In the military, this is called the “after-activity review.” AARs are extremely important to improving performance among soldiers. The key is that people are willing to step up and be honest about what they saw and heard during the simulated military conflict. Without this intensely honest sharing of opinions, commanders and front-line fighting forces may simply not realize the mistakes they are making.
Search for people who will be honest with you and can do so in a skillful way that increases your chances of improving your performance. People who listen to your voicemails, read your e-mails, observe your body language, and give honest feedback are valuable.
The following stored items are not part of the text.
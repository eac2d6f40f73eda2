/// Graceful shutdown on process signals
use std::time::Duration;

/// Resolve once SIGINT, SIGTERM, SIGHUP or SIGQUIT arrives.
///
/// Only Ctrl-C is watched on platforms without Unix signals.
pub async fn wait_for_signal() {
    let ctrl_c = async {
        if let Err(e) = tokio::signal::ctrl_c().await {
            tracing::error!("Failed to listen for Ctrl-C: {}", e);
            std::future::pending::<()>().await;
        }
    };

    #[cfg(unix)]
    {
        use tokio::signal::unix::{signal, SignalKind};

        let unix_signal = |kind: SignalKind| async move {
            match signal(kind) {
                Ok(mut stream) => {
                    stream.recv().await;
                }
                Err(e) => {
                    tracing::error!("Failed to install signal handler: {}", e);
                    std::future::pending::<()>().await;
                }
            }
        };

        tokio::select! {
            () = ctrl_c => {},
            () = unix_signal(SignalKind::terminate()) => {},
            () = unix_signal(SignalKind::hangup()) => {},
            () = unix_signal(SignalKind::quit()) => {},
        }
    }

    #[cfg(not(unix))]
    ctrl_c.await;
}

/// Shutdown future for `axum::serve(..).with_graceful_shutdown`.
///
/// After the signal, in-flight requests get `deadline` to drain; past it the
/// process exits with status 1.
pub async fn graceful(deadline: Duration) {
    wait_for_signal().await;
    tracing::info!("Shutdown signal received, draining connections");

    tokio::spawn(async move {
        tokio::time::sleep(deadline).await;
        tracing::error!("Graceful shutdown timed out after {:?}, forcing exit", deadline);
        std::process::exit(1);
    });
}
Carefully select people to gather insights from on even the most minute details of your performance as a leader.
5. Consider the feedback and make adjustments
… And now it’s time to let go of your ego.
You’ve asked people for their honest opinions of your performance. In some cases, your boss gave you feedback without being asked for it. Your first reaction might be to ignore the input or to fight it and try to prove that it’s wrong. If that’s the case, then your second reaction had better be to consider the input.
Considering input does not equal doing exactly what you’re told. Considering input means evaluating what you’ve heard and deciding what you will do with it. Will you implement exactly what you were told, will you tweak the advice a bit and apply the variation of the advice, or will you decide that this is something you have considered and have chosen not to do it that way?
6. Repeat steps three to five for 10,000 hours
… And now for the step that separates the world-class performer from the mediocre.
So far, nothing is too surprising. Identifying the smallest details of a performance and working to improve them by receiving honest input from a skilled observer is a process we’ve all used since we were children. It’s how we learned to read and write and tie our shoes. We did something, someone watched and gave us feedback, we made adjustments, and we got better. It’s not complicated.
Performance improvements take time. A great deal of time, as a matter of fact.
The process is not sexy, but it can have an enormous effect on your career and your organization’s results over the long term. Don’t be fooled by its simplicity. The greatest challenge to becoming an expert performer is applying the process of thought-filled practice over and over and over for 10,000 hours. Ten thousand hours of thought-filled practice takes roughly 10 to 14 years. (If you’re maniacal, you might get there in six to nine years.) No matter what, the “sustain” part requires a long-term effort.
Ok, so it’s not really a secret anymore, but I hope you have discovered the power of sustaining thought-filled practice.